Daily Archives: May 11, 2011

Hope and change at the Obummers’ next week

The president of our nation is hosting a poetry party at what used to be this country’s White House and is now some kind of black power center. Two of the honored guests are racists and at least one applauds cop killers. As Lenny Bernstein said, “I absolutely dig it”. Power to the people right on!

“Tell the law my Uzi weighs a ton … I hold up a peace sign but I carry a gun,” raps Common in one appearance that was posted onto YouTube.

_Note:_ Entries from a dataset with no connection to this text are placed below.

//! Post performance dashboard: counts, charts, and on-demand AI insight.
//!
//! SYSTEM CONTEXT
//! ==============
//! The summary is fetched on mount and again whenever the platform filter
//! changes. The insight is only requested when the user asks for it.

use leptos::prelude::*;
use leptos::tachys::view::any_view::IntoAny;

use crate::components::charts::{BarChart, PieChart};
use crate::components::error_panel::ErrorPanel;
use crate::net::api::ApiClient;
use crate::net::types::{AiInsightResponse, PlatformType, PostSummaryResponse};
use crate::state::analytics::{
    ANALYTICS_FAILED, INSIGHT_FAILED, INSIGHT_QUERY, INSIGHT_USER_ID, PERFORMANCE_TIPS, stat_cards, status_series,
    summary_filter,
};
use crate::state::fetch::{Loadable, load};

#[component]
pub fn AnalyticsDashboard() -> impl IntoView {
    let api = StoredValue::new(expect_context::<ApiClient>());
    let summary = RwSignal::new(Loadable::<PostSummaryResponse>::pending());
    let insight = RwSignal::new(Loadable::<AiInsightResponse>::idle());
    let platform = RwSignal::new(String::new());

    let reload = Callback::new(move |()| {
        let api = api.get_value();
        let filter = summary_filter(&platform.get_untracked());
        leptos::task::spawn_local(async move {
            load(&summary, || api.posts_summary(&filter), ANALYTICS_FAILED).await;
        });
    });
    Effect::new(move || reload.run(()));

    let on_generate_insight = move |_| {
        let api = api.get_value();
        leptos::task::spawn_local(async move {
            load(&insight, || api.ai_insight(INSIGHT_USER_ID, Some(INSIGHT_QUERY)), INSIGHT_FAILED).await;
        });
    };

    view! {
        <section class="analytics">
            <header class="analytics__header">
                <div>
                    <h2>"Analytics Dashboard"</h2>
                    <p class="analytics__subtitle">"Track your social media posting performance and insights"</p>
                </div>
                <label class="analytics__filter">
                    "Platform"
                    <select
                        prop:value=move || platform.get()
                        on:change=move |ev| {
                            platform.set(event_target_value(&ev));
                            reload.run(());
                        }
                    >
                        <option value="">"All platforms"</option>
                        {PlatformType::ALL
                            .into_iter()
                            .map(|p| view! { <option value=p.as_str()>{p.as_str()}</option> })
                            .collect_view()}
                    </select>
                </label>
            </header>

            {move || {
                let state = summary.get();
                if state.loading {
                    return view! {
                        <div class="analytics__loading" aria-busy="true">
                            <div class="skeleton skeleton--stat"></div>
                            <div class="skeleton skeleton--stat"></div>
                            <div class="skeleton skeleton--stat"></div>
                            <div class="skeleton skeleton--chart"></div>
                        </div>
                    }
                        .into_any();
                }
                if let Some(message) = state.error {
                    return view! { <ErrorPanel message=message on_retry=reload/> }.into_any();
                }
                let data = state.data.unwrap_or_default();
                view! {
                    <div class="analytics__stats">
                        {stat_cards(&data)
                            .into_iter()
                            .map(|card| {
                                view! {
                                    <div class=format!("stat-card stat-card--{}", card.accent)>
                                        <p class="stat-card__label">{card.label}</p>
                                        <p class="stat-card__value">{card.value}</p>
                                    </div>
                                }
                            })
                            .collect_view()}
                    </div>
                    <div class="analytics__charts">
                        <div class="panel">
                            <h3>"Posts Overview"</h3>
                            <BarChart series=status_series(&data).to_vec()/>
                        </div>
                        <div class="panel">
                            <h3>"Post Status Distribution"</h3>
                            <PieChart series=status_series(&data).to_vec()/>
                        </div>
                    </div>
                }
                    .into_any()
            }}

            <div class="panel insight">
                <div class="insight__header">
                    <h3>"AI Insights"</h3>
                    <button
                        class="btn btn--primary"
                        disabled=move || insight.get().loading
                        on:click=on_generate_insight
                    >
                        {move || if insight.get().loading { "Generating..." } else { "Generate Insight" }}
                    </button>
                </div>
                {move || {
                    let state = insight.get();
                    match (state.data, state.error) {
                        (_, Some(message)) => view! { <p class="insight__error">{message}</p> }.into_any(),
                        (Some(data), None) => view! { <p class="insight__text">{data.insight_text}</p> }.into_any(),
                        (None, None) => view! {
                            <p class="insight__placeholder">
                                "Click \"Generate Insight\" to get AI-powered analysis of your posting performance."
                            </p>
                        }
                            .into_any(),
                    }
                }}
            </div>

            <div class="panel tips">
                <h3>"Performance Tips"</h3>
                <ul class="tips__list">
                    {PERFORMANCE_TIPS.into_iter().map(|tip| view! { <li>{tip}</li> }).collect_view()}
                </ul>
            </div>
        </section>
    }
}
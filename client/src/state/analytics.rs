//! Analytics dashboard data shaping.

#[cfg(test)]
#[path = "analytics_test.rs"]
mod analytics_test;

use crate::net::types::{PlatformType, PostSummaryResponse, SummaryFilter};
use crate::util::chart_math::Series;

pub const ANALYTICS_FAILED: &str = "Failed to fetch analytics";
pub const INSIGHT_FAILED: &str = "Failed to generate insight";
pub const INSIGHT_USER_ID: i64 = 1;
pub const INSIGHT_QUERY: &str = "Generate insights about my social media posting performance";

pub const PUBLISHED_COLOR: &str = "#10B981";
pub const SCHEDULED_COLOR: &str = "#3B82F6";
pub const FAILED_COLOR: &str = "#EF4444";
pub const DRAFT_COLOR: &str = "#F59E0B";

pub const PERFORMANCE_TIPS: [&str; 4] = [
    "Post consistently during peak hours for better engagement",
    "Use relevant hashtags to increase post visibility",
    "Include compelling images to boost engagement rates",
    "Monitor failed posts and adjust your strategy",
];

/// Headline count card.
#[derive(Clone, Copy, Debug, PartialEq, Eq)]
pub struct StatCard {
    pub label: &'static str,
    pub value: i64,
    /// BEM modifier for the card accent.
    pub accent: &'static str,
}

pub fn stat_cards(summary: &PostSummaryResponse) -> [StatCard; 4] {
    [
        StatCard { label: "Published", value: summary.published_count, accent: "published" },
        StatCard { label: "Scheduled", value: summary.scheduled_count, accent: "scheduled" },
        StatCard { label: "Failed", value: summary.failed_count, accent: "failed" },
        StatCard { label: "Total", value: summary.total_posts, accent: "total" },
    ]
}

/// Chart series in legend order.
pub fn status_series(summary: &PostSummaryResponse) -> [Series; 4] {
    [
        Series { label: "Published", value: summary.published_count, color: PUBLISHED_COLOR },
        Series { label: "Scheduled", value: summary.scheduled_count, color: SCHEDULED_COLOR },
        Series { label: "Failed", value: summary.failed_count, color: FAILED_COLOR },
        Series { label: "Draft", value: summary.draft_count, color: DRAFT_COLOR },
    ]
}

/// Summary query for the platform picker; `""` means all platforms.
pub fn summary_filter(platform: &str) -> SummaryFilter {
    SummaryFilter {
        platform_type: PlatformType::parse(platform),
        ..SummaryFilter::default()
    }
}
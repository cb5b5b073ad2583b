//! Utility helpers shared across client UI modules.
//!
//! SYSTEM CONTEXT
//! ==============
//! Utility modules isolate browser/environment concerns from page and component
//! logic to improve reuse and testability.

pub mod browser;
pub mod chart_math;
pub mod color;
pub mod format;
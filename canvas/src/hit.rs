#[cfg(test)]
#[path = "hit_test.rs"]
mod hit_test;

use crate::camera::{Point, Rect};
use crate::consts::SELECTION_PAD;
use crate::doc::TextOverlay;

/// Result of a successful hit test.
#[derive(Debug, Clone, Copy, PartialEq)]
pub struct Hit {
    /// Pointer position relative to the text anchor at the moment of the hit.
    pub offset: Point,
}

/// Padded bounding box of the overlay text.
///
/// `text_width` is the measured advance width of [`TextOverlay::display_text`]
/// in the overlay's font. The box spans from one font-size above the
/// baseline to the baseline, padded by `SELECTION_PAD` on every side; the
/// renderer outlines exactly this rectangle.
#[must_use]
pub fn text_bounds(overlay: &TextOverlay, text_width: f64) -> Rect {
    Rect::new(
        overlay.x - text_width / 2.0 - SELECTION_PAD,
        overlay.y - overlay.size - SELECTION_PAD,
        text_width + SELECTION_PAD * 2.0,
        overlay.size + SELECTION_PAD * 2.0,
    )
}

/// Test whether `pt` (canvas pixels) lands on the overlay text.
#[must_use]
pub fn hit_test(pt: Point, overlay: &TextOverlay, text_width: f64) -> Option<Hit> {
    if !text_bounds(overlay, text_width).contains(pt) {
        return None;
    }
    Some(Hit { offset: Point::new(pt.x - overlay.x, pt.y - overlay.y) })
}
//! Hygiene scan over the editor and its host UI.
//!
//! A panic inside the WASM bundle takes the customizer page down with it, so
//! production sources of both crates are scanned for panicking calls. The
//! engine is held to a stricter standard: it may not silently drop a
//! `Result` either. Budgets are zero and stay zero.

use std::fs;
use std::path::{Path, PathBuf};

/// A forbidden pattern and the number of occurrences tolerated.
struct Rule {
    pattern: &'static str,
    budget: usize,
}

const PANICS: &[Rule] = &[
    Rule { pattern: ".unwrap()", budget: 0 },
    Rule { pattern: ".expect(", budget: 0 },
    Rule { pattern: "panic!(", budget: 0 },
    Rule { pattern: "unreachable!(", budget: 0 },
    Rule { pattern: "todo!(", budget: 0 },
    Rule { pattern: "unimplemented!(", budget: 0 },
    Rule { pattern: "#[allow(dead_code)]", budget: 0 },
];

/// Error discards the engine must not use. The client's SSR stubs
/// legitimately discard unused arguments, so these apply to `canvas` only.
const ENGINE_DISCARDS: &[Rule] = &[
    Rule { pattern: "let _ =", budget: 0 },
    Rule { pattern: ".ok()", budget: 0 },
];

struct SourceFile {
    path: String,
    content: String,
}

fn crate_src(relative: &str) -> PathBuf {
    Path::new(env!("CARGO_MANIFEST_DIR")).join(relative)
}

/// Production `.rs` files under `dir`, skipping sibling `_test.rs` modules.
fn source_files(dir: &Path) -> Vec<SourceFile> {
    let mut files = Vec::new();
    collect_rs_files(dir, &mut files);
    files
}

fn collect_rs_files(dir: &Path, out: &mut Vec<SourceFile>) {
    let Ok(entries) = fs::read_dir(dir) else {
        return;
    };
    for entry in entries.flatten() {
        let path = entry.path();
        if path.is_dir() {
            collect_rs_files(&path, out);
            continue;
        }
        let path_str = path.to_string_lossy().to_string();
        if !path_str.ends_with(".rs") || path_str.ends_with("_test.rs") {
            continue;
        }
        if let Ok(content) = fs::read_to_string(&path) {
            out.push(SourceFile { path: path_str, content });
        }
    }
}

/// Per-file hit counts for `pattern`, ignoring `//` comment lines.
fn hits(files: &[SourceFile], pattern: &str) -> Vec<(String, usize)> {
    files
        .iter()
        .filter_map(|file| {
            let count = file
                .content
                .lines()
                .filter(|line| !line.trim_start().starts_with("//"))
                .filter(|line| line.contains(pattern))
                .count();
            (count > 0).then(|| (file.path.clone(), count))
        })
        .collect()
}

fn check(files: &[SourceFile], rules: &[Rule]) {
    let mut failures = Vec::new();
    for rule in rules {
        let found = hits(files, rule.pattern);
        let total: usize = found.iter().map(|(_, c)| c).sum();
        if total > rule.budget {
            let listing: Vec<String> = found.iter().map(|(path, count)| format!("    {path}: {count}")).collect();
            failures.push(format!("  `{}`: found {total}, max {}\n{}", rule.pattern, rule.budget, listing.join("\n")));
        }
    }
    assert!(failures.is_empty(), "hygiene budget exceeded:\n{}", failures.join("\n"));
}

#[test]
fn sources_are_found() {
    assert!(!source_files(&crate_src("src")).is_empty());
    assert!(!source_files(&crate_src("../client/src")).is_empty());
}

#[test]
fn engine_never_panics() {
    check(&source_files(&crate_src("src")), PANICS);
}

#[test]
fn engine_never_discards_errors() {
    check(&source_files(&crate_src("src")), ENGINE_DISCARDS);
}

#[test]
fn client_never_panics() {
    check(&source_files(&crate_src("../client/src")), PANICS);
}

“Flyer say Free Mumia on my freezer,” he raps in another. Mumia Abu-Jamal is an incarcerated former member of the Black Panther Party who was convicted in 1981 for killing a Philadelphia police officer. Agitating for his release from prison has become a cause for many leftwing activists.

Common named his daughter after Assata Shakur, a Black Panther who was convicted of first-degree murder 1977. She escaped from prison and exiled to Cuba. The FBI recognizes her as a domestic terrorist.

Common has also been a vocal opponent of mixed race relationships and believes black men and white women should not date. In one rap he says, “I don’t know what it is / but white girls gettin’ ass / I know what it is / It’s cash.”

Interestingly, Jill Scott, who will also join the White House celebration, opposes interracial relationships, as well.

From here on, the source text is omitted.